Set the entries down once more, exactly as they are worded.

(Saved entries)
<<<<

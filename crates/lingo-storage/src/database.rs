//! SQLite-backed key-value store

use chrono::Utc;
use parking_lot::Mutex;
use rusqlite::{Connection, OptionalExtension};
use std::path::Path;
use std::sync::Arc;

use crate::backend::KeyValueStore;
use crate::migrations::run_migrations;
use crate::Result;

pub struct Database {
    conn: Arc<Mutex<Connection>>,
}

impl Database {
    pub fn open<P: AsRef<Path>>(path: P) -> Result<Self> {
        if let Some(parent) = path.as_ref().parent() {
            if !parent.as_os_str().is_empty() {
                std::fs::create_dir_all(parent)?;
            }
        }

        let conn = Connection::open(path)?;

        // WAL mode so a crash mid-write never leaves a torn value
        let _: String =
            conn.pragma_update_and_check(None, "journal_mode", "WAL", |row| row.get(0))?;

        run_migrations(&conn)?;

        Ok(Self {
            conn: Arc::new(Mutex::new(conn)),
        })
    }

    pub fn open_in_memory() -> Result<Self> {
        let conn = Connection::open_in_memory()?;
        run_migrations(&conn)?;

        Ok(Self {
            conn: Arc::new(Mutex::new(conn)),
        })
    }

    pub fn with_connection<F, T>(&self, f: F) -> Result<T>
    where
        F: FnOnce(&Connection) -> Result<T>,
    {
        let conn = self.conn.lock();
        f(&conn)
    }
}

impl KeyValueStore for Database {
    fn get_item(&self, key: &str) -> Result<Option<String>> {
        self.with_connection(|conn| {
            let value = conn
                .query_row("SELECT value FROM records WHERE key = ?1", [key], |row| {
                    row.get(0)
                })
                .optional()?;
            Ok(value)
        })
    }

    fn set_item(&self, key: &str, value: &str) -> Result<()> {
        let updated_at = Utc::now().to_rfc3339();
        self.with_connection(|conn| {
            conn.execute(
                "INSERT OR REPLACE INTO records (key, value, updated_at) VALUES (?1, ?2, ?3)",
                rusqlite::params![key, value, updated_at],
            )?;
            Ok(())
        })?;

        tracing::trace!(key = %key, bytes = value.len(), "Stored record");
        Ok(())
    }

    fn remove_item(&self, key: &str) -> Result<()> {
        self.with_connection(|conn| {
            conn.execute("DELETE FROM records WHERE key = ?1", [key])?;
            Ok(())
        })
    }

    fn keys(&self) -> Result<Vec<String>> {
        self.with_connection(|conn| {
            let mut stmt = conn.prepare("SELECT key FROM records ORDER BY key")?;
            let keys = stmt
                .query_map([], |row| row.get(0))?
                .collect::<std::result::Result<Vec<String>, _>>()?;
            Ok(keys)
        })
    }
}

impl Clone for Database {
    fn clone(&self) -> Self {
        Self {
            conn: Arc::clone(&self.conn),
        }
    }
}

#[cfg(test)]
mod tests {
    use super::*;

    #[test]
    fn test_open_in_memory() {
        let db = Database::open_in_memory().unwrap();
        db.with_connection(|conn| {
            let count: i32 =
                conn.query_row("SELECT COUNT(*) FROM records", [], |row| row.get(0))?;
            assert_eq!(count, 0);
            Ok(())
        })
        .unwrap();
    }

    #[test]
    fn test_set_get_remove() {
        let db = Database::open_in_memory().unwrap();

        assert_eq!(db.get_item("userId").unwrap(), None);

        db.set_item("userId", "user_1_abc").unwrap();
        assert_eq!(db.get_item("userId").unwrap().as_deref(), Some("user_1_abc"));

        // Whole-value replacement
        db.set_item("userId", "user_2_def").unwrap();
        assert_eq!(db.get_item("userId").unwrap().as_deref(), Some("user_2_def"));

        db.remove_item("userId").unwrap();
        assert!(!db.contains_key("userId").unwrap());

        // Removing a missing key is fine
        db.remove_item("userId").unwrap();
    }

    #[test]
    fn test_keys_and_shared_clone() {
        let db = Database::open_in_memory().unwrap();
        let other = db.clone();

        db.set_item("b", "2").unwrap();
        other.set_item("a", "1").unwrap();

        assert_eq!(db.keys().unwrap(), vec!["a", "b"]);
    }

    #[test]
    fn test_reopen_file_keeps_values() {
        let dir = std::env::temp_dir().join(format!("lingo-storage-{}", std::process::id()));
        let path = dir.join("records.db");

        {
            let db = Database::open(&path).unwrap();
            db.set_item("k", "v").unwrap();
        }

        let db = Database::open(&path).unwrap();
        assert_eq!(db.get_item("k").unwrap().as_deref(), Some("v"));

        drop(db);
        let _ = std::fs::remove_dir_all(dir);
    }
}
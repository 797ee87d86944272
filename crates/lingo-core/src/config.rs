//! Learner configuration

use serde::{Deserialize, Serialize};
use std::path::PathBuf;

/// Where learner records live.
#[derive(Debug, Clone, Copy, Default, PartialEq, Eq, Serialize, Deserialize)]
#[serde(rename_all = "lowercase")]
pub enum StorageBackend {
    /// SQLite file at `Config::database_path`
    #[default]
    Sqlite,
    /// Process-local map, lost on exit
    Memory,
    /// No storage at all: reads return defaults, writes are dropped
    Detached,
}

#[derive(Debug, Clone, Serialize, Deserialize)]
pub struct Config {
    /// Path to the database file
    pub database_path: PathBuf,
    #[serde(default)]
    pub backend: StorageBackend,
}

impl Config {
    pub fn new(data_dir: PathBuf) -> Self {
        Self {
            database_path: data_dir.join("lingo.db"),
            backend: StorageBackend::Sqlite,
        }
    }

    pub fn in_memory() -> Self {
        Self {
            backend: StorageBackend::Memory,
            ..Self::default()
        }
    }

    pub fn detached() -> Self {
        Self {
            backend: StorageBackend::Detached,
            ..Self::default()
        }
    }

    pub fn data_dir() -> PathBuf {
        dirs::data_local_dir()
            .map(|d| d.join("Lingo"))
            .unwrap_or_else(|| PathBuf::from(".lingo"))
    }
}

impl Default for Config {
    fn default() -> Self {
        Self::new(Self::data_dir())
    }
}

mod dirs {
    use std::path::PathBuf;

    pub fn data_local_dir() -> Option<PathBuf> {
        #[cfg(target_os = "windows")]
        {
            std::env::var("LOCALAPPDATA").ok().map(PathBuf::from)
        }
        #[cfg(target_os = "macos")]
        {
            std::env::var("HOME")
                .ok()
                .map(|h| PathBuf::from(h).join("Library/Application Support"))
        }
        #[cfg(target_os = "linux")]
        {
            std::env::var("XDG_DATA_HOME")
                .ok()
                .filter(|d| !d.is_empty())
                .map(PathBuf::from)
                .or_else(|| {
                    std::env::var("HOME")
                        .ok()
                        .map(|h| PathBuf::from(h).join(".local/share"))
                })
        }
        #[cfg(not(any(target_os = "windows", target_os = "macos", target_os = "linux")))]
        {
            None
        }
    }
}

>>>>

[ANSWER AREA]
filename crates/lingo-storage/src/database.rs
//! SQLite-backed key-value store

use chrono::Utc;
use parking_lot::Mutex;
use rusqlite::{Connection, OptionalExtension};
use std::path::Path;
use std::sync::Arc;

use crate::backend::KeyValueStore;
use crate::migrations::run_migrations;
use crate::Result;

pub struct Database {
    conn: Arc<Mutex<Connection>>,
}

impl Database {
    pub fn open<P: AsRef<Path>>(path: P) -> Result<Self> {
        if let Some(parent) = path.as_ref().parent() {
            if !parent.as_os_str().is_empty() {
                std::fs::create_dir_all(parent)?;
            }
        }

        let conn = Connection::open(path)?;

        // WAL mode so a crash mid-write never leaves a torn value
        let _: String =
            conn.pragma_update_and_check(None, "journal_mode", "WAL", |row| row.get(0))?;

        run_migrations(&conn)?;

        Ok(Self {
            conn: Arc::new(Mutex::new(conn)),
        })
    }

    pub fn open_in_memory() -> Result<Self> {
        let conn = Connection::open_in_memory()?;
        run_migrations(&conn)?;

        Ok(Self {
            conn: Arc::new(Mutex::new(conn)),
        })
    }

    pub fn with_connection<F, T>(&self, f: F) -> Result<T>
    where
        F: FnOnce(&Connection) -> Result<T>,
    {
        let conn = self.conn.lock();
        f(&conn)
    }
}

impl KeyValueStore for Database {
    fn get_item(&self, key: &str) -> Result<Option<String>> {
        self.with_connection(|conn| {
            let value = conn
                .query_row("SELECT value FROM records WHERE key = ?1", [key], |row| {
                    row.get(0)
                })
                .optional()?;
            Ok(value)
        })
    }

    fn set_item(&self, key: &str, value: &str) -> Result<()> {
        let updated_at = Utc::now().to_rfc3339();
        self.with_connection(|conn| {
            conn.execute(
                "INSERT OR REPLACE INTO records (key, value, updated_at) VALUES (?1, ?2, ?3)",
                rusqlite::params![key, value, updated_at],
            )?;
            Ok(())
        })?;

        tracing::trace!(key = %key, bytes = value.len(), "Stored record");
        Ok(())
    }

    fn remove_item(&self, key: &str) -> Result<()> {
        self.with_connection(|conn| {
            conn.execute("DELETE FROM records WHERE key = ?1", [key])?;
            Ok(())
        })
    }

    fn keys(&self) -> Result<Vec<String>> {
        self.with_connection(|conn| {
            let mut stmt = conn.prepare("SELECT key FROM records ORDER BY key")?;
            let keys = stmt
                .query_map([], |row| row.get(0))?
                .collect::<std::result::Result<Vec<String>, _>>()?;
            Ok(keys)
        })
    }
}

impl Clone for Database {
    fn clone(&self) -> Self {
        Self {
            conn: Arc::clone(&self.conn),
        }
    }
}

#[cfg(test)]
mod tests {
    use super::*;

    #[test]
    fn test_open_in_memory() {
        let db = Database::open_in_memory().unwrap();
        db.with_connection(|conn| {
            let count: i32 =
                conn.query_row("SELECT COUNT(*) FROM records", [], |row| row.get(0))?;
            assert_eq!(count, 0);
            Ok(())
        })
        .unwrap();
    }

    #[test]
    fn test_set_get_remove() {
        let db = Database::open_in_memory().unwrap();

        assert_eq!(db.get_item("userId").unwrap(), None);

        db.set_item("userId", "user_1_abc").unwrap();
        assert_eq!(db.get_item("userId").unwrap().as_deref(), Some("user_1_abc"));

        // Whole-value replacement
        db.set_item("userId", "user_2_def").unwrap();
        assert_eq!(db.get_item("userId").unwrap().as_deref(), Some("user_2_def"));

        db.remove_item("userId").unwrap();
        assert!(!db.contains_key("userId").unwrap());

        // Removing a missing key is fine
        db.remove_item("userId").unwrap();
    }

    #[test]
    fn test_keys_and_shared_clone() {
        let db = Database::open_in_memory().unwrap();
        let other = db.clone();

        db.set_item("b", "2").unwrap();
        other.set_item("a", "1").unwrap();

        assert_eq!(db.keys().unwrap(), vec!["a", "b"]);
    }

    #[test]
    fn test_reopen_file_keeps_values() {
        let dir = std::env::temp_dir().join(format!("lingo-storage-{}", std::process::id()));
        let path = dir.join("records.db");

        {
            let db = Database::open(&path).unwrap();
            db.set_item("k", "v").unwrap();
        }

        let db = Database::open(&path).unwrap();
        assert_eq!(db.get_item("k").unwrap().as_deref(), Some("v"));

        drop(db);
        let _ = std::fs::remove_dir_all(dir);
    }
}
repository 797ee87d86944272
filename crates/lingo-core/src/config.rs
//! Learner configuration

use serde::{Deserialize, Serialize};
use std::path::PathBuf;

/// Where learner records live.
#[derive(Debug, Clone, Copy, Default, PartialEq, Eq, Serialize, Deserialize)]
#[serde(rename_all = "lowercase")]
pub enum StorageBackend {
    /// SQLite file at `Config::database_path`
    #[default]
    Sqlite,
    /// Process-local map, lost on exit
    Memory,
    /// No storage at all: reads return defaults, writes are dropped
    Detached,
}

#[derive(Debug, Clone, Serialize, Deserialize)]
pub struct Config {
    /// Path to the database file
    pub database_path: PathBuf,
    #[serde(default)]
    pub backend: StorageBackend,
}

impl Config {
    pub fn new(data_dir: PathBuf) -> Self {
        Self {
            database_path: data_dir.join("lingo.db"),
            backend: StorageBackend::Sqlite,
        }
    }

    pub fn in_memory() -> Self {
        Self {
            backend: StorageBackend::Memory,
            ..Self::default()
        }
    }

    pub fn detached() -> Self {
        Self {
            backend: StorageBackend::Detached,
            ..Self::default()
        }
    }

    pub fn data_dir() -> PathBuf {
        dirs::data_local_dir()
            .map(|d| d.join("Lingo"))
            .unwrap_or_else(|| PathBuf::from(".lingo"))
    }
}

impl Default for Config {
    fn default() -> Self {
        Self::new(Self::data_dir())
    }
}

mod dirs {
    use std::path::PathBuf;

    pub fn data_local_dir() -> Option<PathBuf> {
        #[cfg(target_os = "windows")]
        {
            std::env::var("LOCALAPPDATA").ok().map(PathBuf::from)
        }
        #[cfg(target_os = "macos")]
        {
            std::env::var("HOME")
                .ok()
                .map(|h| PathBuf::from(h).join("Library/Application Support"))
        }
        #[cfg(target_os = "linux")]
        {
            std::env::var("XDG_DATA_HOME")
                .ok()
                .filter(|d| !d.is_empty())
                .map(PathBuf::from)
                .or_else(|| {
                    std::env::var("HOME")
                        .ok()
                        .map(|h| PathBuf::from(h).join(".local/share"))
                })
        }
        #[cfg(not(any(target_os = "windows", target_os = "macos", target_os = "linux")))]
        {
            None
        }
    }
}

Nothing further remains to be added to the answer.